**Task details**
Return the records, each one exactly as written.

**Stored items from a collection**

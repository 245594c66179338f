//! Request and response descriptors
//!
//! The shapes callers hand to [`crate::gateway::Gateway::invoke`] and get
//! back from it.

use crate::error::{GatewayError, Result};
use crate::ratelimit::Tier;
use fundmatch_llm::TokenUsage;
use serde::{Deserialize, Serialize};
use std::fmt;

/// Categories of provider work the platform performs
#[derive(Debug, Clone, Copy, PartialEq, Eq, Hash, Serialize, Deserialize)]
#[serde(rename_all = "snake_case")]
pub enum RequestType {
    /// Ranked set of funding program matches for an organization
    MatchSet,
    /// Narrative explanation of why one program matches
    Explanation,
}

impl RequestType {
    /// Stable string form, used in storage and endpoint keys
    #[must_use]
    pub fn as_str(&self) -> &'static str {
        match self {
            RequestType::MatchSet => "match_set",
            RequestType::Explanation => "explanation",
        }
    }

    /// Parse the stable string form
    #[must_use]
    pub fn parse(s: &str) -> Option<Self> {
        match s {
            "match_set" => Some(RequestType::MatchSet),
            "explanation" => Some(RequestType::Explanation),
            _ => None,
        }
    }
}

impl fmt::Display for RequestType {
    fn fmt(&self, f: &mut fmt::Formatter<'_>) -> fmt::Result {
        write!(f, "{}", self.as_str())
    }
}

/// A unit of work submitted to the gateway
#[derive(Debug, Clone)]
pub struct GatewayRequest {
    /// Organization (tenant) making the call
    pub caller_id: String,
    /// Subscription tier, drives the quota limit
    pub tier: Tier,
    /// What kind of answer is being requested
    pub request_type: RequestType,
    /// Cache key derived from the business inputs, see
    /// [`crate::fingerprint::compute_fingerprint`]
    pub fingerprint: String,
    /// Fully rendered prompt for the provider
    pub prompt: String,
    /// Optional cap on generated tokens
    pub max_tokens: Option<u32>,
}

impl GatewayRequest {
    /// Create a request
    pub fn new(
        caller_id: impl Into<String>,
        tier: Tier,
        request_type: RequestType,
        fingerprint: impl Into<String>,
        prompt: impl Into<String>,
    ) -> Self {
        Self {
            caller_id: caller_id.into(),
            tier,
            request_type,
            fingerprint: fingerprint.into(),
            prompt: prompt.into(),
            max_tokens: None,
        }
    }

    /// Cap generated tokens
    #[must_use]
    pub fn with_max_tokens(mut self, max_tokens: u32) -> Self {
        self.max_tokens = Some(max_tokens);
        self
    }

    /// Reject caller bugs before any quota is spent
    pub(crate) fn validate(&self) -> Result<()> {
        if self.caller_id.trim().is_empty() {
            return Err(GatewayError::MalformedRequest {
                message: "caller_id is empty".to_string(),
            });
        }
        if self.fingerprint.trim().is_empty() {
            return Err(GatewayError::MalformedRequest {
                message: "fingerprint is empty".to_string(),
            });
        }
        if self.prompt.trim().is_empty() {
            return Err(GatewayError::MalformedRequest {
                message: "prompt is empty".to_string(),
            });
        }
        Ok(())
    }
}

/// What the gateway hands back for a successful invoke.
///
/// "Successful" includes degraded outcomes: a cache hit and a fallback both
/// produce a response, distinguished only by the flags.
#[derive(Debug, Clone, Serialize, Deserialize)]
pub struct GatewayResponse {
    /// Answer text: provider output, cached payload, or fallback copy
    pub content: String,
    /// Served from the response cache without contacting the provider
    pub served_from_cache: bool,
    /// Generic degraded content substituted for an unavailable provider
    pub served_as_fallback: bool,
    /// Token usage, present only for live provider calls
    pub usage: Option<TokenUsage>,
}

impl GatewayResponse {
    pub(crate) fn live(content: String, usage: Option<TokenUsage>) -> Self {
        Self {
            content,
            served_from_cache: false,
            served_as_fallback: false,
            usage,
        }
    }

    pub(crate) fn cached(content: String) -> Self {
        Self {
            content,
            served_from_cache: true,
            served_as_fallback: false,
            usage: None,
        }
    }

    pub(crate) fn fallback(content: String) -> Self {
        Self {
            content,
            served_from_cache: false,
            served_as_fallback: true,
            usage: None,
        }
    }
}
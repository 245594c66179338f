//! In-memory cache backend

use super::store::{CacheEntry, CacheStore};
use crate::clock::Clock;
use crate::error::Result;
use async_trait::async_trait;
use std::collections::HashMap;
use std::sync::Arc;
use std::time::Duration;
use tokio::sync::RwLock;
use tracing::debug;

/// In-memory cache for tests and single-node deployments
#[derive(Clone)]
pub struct MemoryCache {
    entries: Arc<RwLock<HashMap<String, CacheEntry>>>,
    clock: Arc<dyn Clock>,
}

impl MemoryCache {
    /// Create an empty cache
    #[must_use]
    pub fn new(clock: Arc<dyn Clock>) -> Self {
        Self {
            entries: Arc::new(RwLock::new(HashMap::new())),
            clock,
        }
    }

    /// Number of stored entries, including expired ones not yet swept
    pub async fn count(&self) -> usize {
        self.entries.read().await.len()
    }

    /// Remove expired entries, returning how many were dropped.
    ///
    /// Expired entries are already invisible to `get`; this only reclaims
    /// memory on long-running processes.
    pub async fn cleanup_expired(&self) -> usize {
        let now = self.clock.now_utc();
        let mut entries = self.entries.write().await;
        let before = entries.len();
        entries.retain(|_, entry| !entry.is_expired(now));
        before - entries.len()
    }
}

#[async_trait]
impl CacheStore for MemoryCache {
    async fn get(&self, fingerprint: &str) -> Result<Option<CacheEntry>> {
        let now = self.clock.now_utc();
        let mut entries = self.entries.write().await;

        let expired = match entries.get(fingerprint) {
            Some(entry) => entry.is_expired(now),
            None => return Ok(None),
        };
        if expired {
            entries.remove(fingerprint);
            debug!(fingerprint = %fingerprint, "cache entry expired, dropping");
            return Ok(None);
        }

        match entries.get_mut(fingerprint) {
            Some(entry) => {
                entry.hit_count += 1;
                Ok(Some(entry.clone()))
            }
            None => Ok(None),
        }
    }

    async fn put(&self, fingerprint: &str, value: String, ttl: Duration) -> Result<()> {
        let entry = CacheEntry::new(fingerprint, value, ttl, self.clock.now_utc());
        debug!(fingerprint = %fingerprint, ttl_secs = ttl.as_secs(), "caching response");
        self.entries
            .write()
            .await
            .insert(fingerprint.to_string(), entry);
        Ok(())
    }

    async fn invalidate(&self, fingerprint: &str) -> Result<bool> {
        Ok(self.entries.write().await.remove(fingerprint).is_some())
    }
}
//! Canned responses served when the provider is unavailable
//!
//! Fallback text is a product surface, not an error page: callers always
//! get a well-formed response body even during an outage. Fallbacks are
//! never cached, so the next request after recovery gets live content.

use crate::request::RequestType;

/// Degraded-mode response body for a request type
#[must_use]
pub fn fallback_text(request_type: RequestType) -> String {
    match request_type {
        RequestType::MatchSet => concat!(
            "AI-powered match summaries are temporarily unavailable. ",
            "Your saved program matches are still shown below, and fresh ",
            "AI summaries will return shortly."
        )
        .to_string(),
        RequestType::Explanation => concat!(
            "The AI explanation for this match is temporarily unavailable. ",
            "Please check back in a few minutes."
        )
        .to_string(),
    }
}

**Completed task**
repository 245594c66179338f
//! Request and response descriptors
//!
//! The shapes callers hand to [`crate::gateway::Gateway::invoke`] and get
//! back from it.

use crate::error::{GatewayError, Result};
use crate::ratelimit::Tier;
use fundmatch_llm::TokenUsage;
use serde::{Deserialize, Serialize};
use std::fmt;

/// Categories of provider work the platform performs
#[derive(Debug, Clone, Copy, PartialEq, Eq, Hash, Serialize, Deserialize)]
#[serde(rename_all = "snake_case")]
pub enum RequestType {
    /// Ranked set of funding program matches for an organization
    MatchSet,
    /// Narrative explanation of why one program matches
    Explanation,
}

impl RequestType {
    /// Stable string form, used in storage and endpoint keys
    #[must_use]
    pub fn as_str(&self) -> &'static str {
        match self {
            RequestType::MatchSet => "match_set",
            RequestType::Explanation => "explanation",
        }
    }

    /// Parse the stable string form
    #[must_use]
    pub fn parse(s: &str) -> Option<Self> {
        match s {
            "match_set" => Some(RequestType::MatchSet),
            "explanation" => Some(RequestType::Explanation),
            _ => None,
        }
    }
}

impl fmt::Display for RequestType {
    fn fmt(&self, f: &mut fmt::Formatter<'_>) -> fmt::Result {
        write!(f, "{}", self.as_str())
    }
}

/// A unit of work submitted to the gateway
#[derive(Debug, Clone)]
pub struct GatewayRequest {
    /// Organization (tenant) making the call
    pub caller_id: String,
    /// Subscription tier, drives the quota limit
    pub tier: Tier,
    /// What kind of answer is being requested
    pub request_type: RequestType,
    /// Cache key derived from the business inputs, see
    /// [`crate::fingerprint::compute_fingerprint`]
    pub fingerprint: String,
    /// Fully rendered prompt for the provider
    pub prompt: String,
    /// Optional cap on generated tokens
    pub max_tokens: Option<u32>,
}

impl GatewayRequest {
    /// Create a request
    pub fn new(
        caller_id: impl Into<String>,
        tier: Tier,
        request_type: RequestType,
        fingerprint: impl Into<String>,
        prompt: impl Into<String>,
    ) -> Self {
        Self {
            caller_id: caller_id.into(),
            tier,
            request_type,
            fingerprint: fingerprint.into(),
            prompt: prompt.into(),
            max_tokens: None,
        }
    }

    /// Cap generated tokens
    #[must_use]
    pub fn with_max_tokens(mut self, max_tokens: u32) -> Self {
        self.max_tokens = Some(max_tokens);
        self
    }

    /// Reject caller bugs before any quota is spent
    pub(crate) fn validate(&self) -> Result<()> {
        if self.caller_id.trim().is_empty() {
            return Err(GatewayError::MalformedRequest {
                message: "caller_id is empty".to_string(),
            });
        }
        if self.fingerprint.trim().is_empty() {
            return Err(GatewayError::MalformedRequest {
                message: "fingerprint is empty".to_string(),
            });
        }
        if self.prompt.trim().is_empty() {
            return Err(GatewayError::MalformedRequest {
                message: "prompt is empty".to_string(),
            });
        }
        Ok(())
    }
}

/// What the gateway hands back for a successful invoke.
///
/// "Successful" includes degraded outcomes: a cache hit and a fallback both
/// produce a response, distinguished only by the flags.
#[derive(Debug, Clone, Serialize, Deserialize)]
pub struct GatewayResponse {
    /// Answer text: provider output, cached payload, or fallback copy
    pub content: String,
    /// Served from the response cache without contacting the provider
    pub served_from_cache: bool,
    /// Generic degraded content substituted for an unavailable provider
    pub served_as_fallback: bool,
    /// Token usage, present only for live provider calls
    pub usage: Option<TokenUsage>,
}

impl GatewayResponse {
    pub(crate) fn live(content: String, usage: Option<TokenUsage>) -> Self {
        Self {
            content,
            served_from_cache: false,
            served_as_fallback: false,
            usage,
        }
    }

    pub(crate) fn cached(content: String) -> Self {
        Self {
            content,
            served_from_cache: true,
            served_as_fallback: false,
            usage: None,
        }
    }

    pub(crate) fn fallback(content: String) -> Self {
        Self {
            content,
            served_from_cache: false,
            served_as_fallback: true,
            usage: None,
        }
    }
}
repository 245594c66179338f
//! In-memory cache backend

use super::store::{CacheEntry, CacheStore};
use crate::clock::Clock;
use crate::error::Result;
use async_trait::async_trait;
use std::collections::HashMap;
use std::sync::Arc;
use std::time::Duration;
use tokio::sync::RwLock;
use tracing::debug;

/// In-memory cache for tests and single-node deployments
#[derive(Clone)]
pub struct MemoryCache {
    entries: Arc<RwLock<HashMap<String, CacheEntry>>>,
    clock: Arc<dyn Clock>,
}

impl MemoryCache {
    /// Create an empty cache
    #[must_use]
    pub fn new(clock: Arc<dyn Clock>) -> Self {
        Self {
            entries: Arc::new(RwLock::new(HashMap::new())),
            clock,
        }
    }

    /// Number of stored entries, including expired ones not yet swept
    pub async fn count(&self) -> usize {
        self.entries.read().await.len()
    }

    /// Remove expired entries, returning how many were dropped.
    ///
    /// Expired entries are already invisible to `get`; this only reclaims
    /// memory on long-running processes.
    pub async fn cleanup_expired(&self) -> usize {
        let now = self.clock.now_utc();
        let mut entries = self.entries.write().await;
        let before = entries.len();
        entries.retain(|_, entry| !entry.is_expired(now));
        before - entries.len()
    }
}

#[async_trait]
impl CacheStore for MemoryCache {
    async fn get(&self, fingerprint: &str) -> Result<Option<CacheEntry>> {
        let now = self.clock.now_utc();
        let mut entries = self.entries.write().await;

        let expired = match entries.get(fingerprint) {
            Some(entry) => entry.is_expired(now),
            None => return Ok(None),
        };
        if expired {
            entries.remove(fingerprint);
            debug!(fingerprint = %fingerprint, "cache entry expired, dropping");
            return Ok(None);
        }

        match entries.get_mut(fingerprint) {
            Some(entry) => {
                entry.hit_count += 1;
                Ok(Some(entry.clone()))
            }
            None => Ok(None),
        }
    }

    async fn put(&self, fingerprint: &str, value: String, ttl: Duration) -> Result<()> {
        let entry = CacheEntry::new(fingerprint, value, ttl, self.clock.now_utc());
        debug!(fingerprint = %fingerprint, ttl_secs = ttl.as_secs(), "caching response");
        self.entries
            .write()
            .await
            .insert(fingerprint.to_string(), entry);
        Ok(())
    }

    async fn invalidate(&self, fingerprint: &str) -> Result<bool> {
        Ok(self.entries.write().await.remove(fingerprint).is_some())
    }
}
//! Canned responses served when the provider is unavailable
//!
//! Fallback text is a product surface, not an error page: callers always
//! get a well-formed response body even during an outage. Fallbacks are
//! never cached, so the next request after recovery gets live content.

use crate::request::RequestType;

/// Degraded-mode response body for a request type
#[must_use]
pub fn fallback_text(request_type: RequestType) -> String {
    match request_type {
        RequestType::MatchSet => concat!(
            "AI-powered match summaries are temporarily unavailable. ",
            "Your saved program matches are still shown below, and fresh ",
            "AI summaries will return shortly."
        )
        .to_string(),
        RequestType::Explanation => concat!(
            "The AI explanation for this match is temporarily unavailable. ",
            "Please check back in a few minutes."
        )
        .to_string(),
    }
}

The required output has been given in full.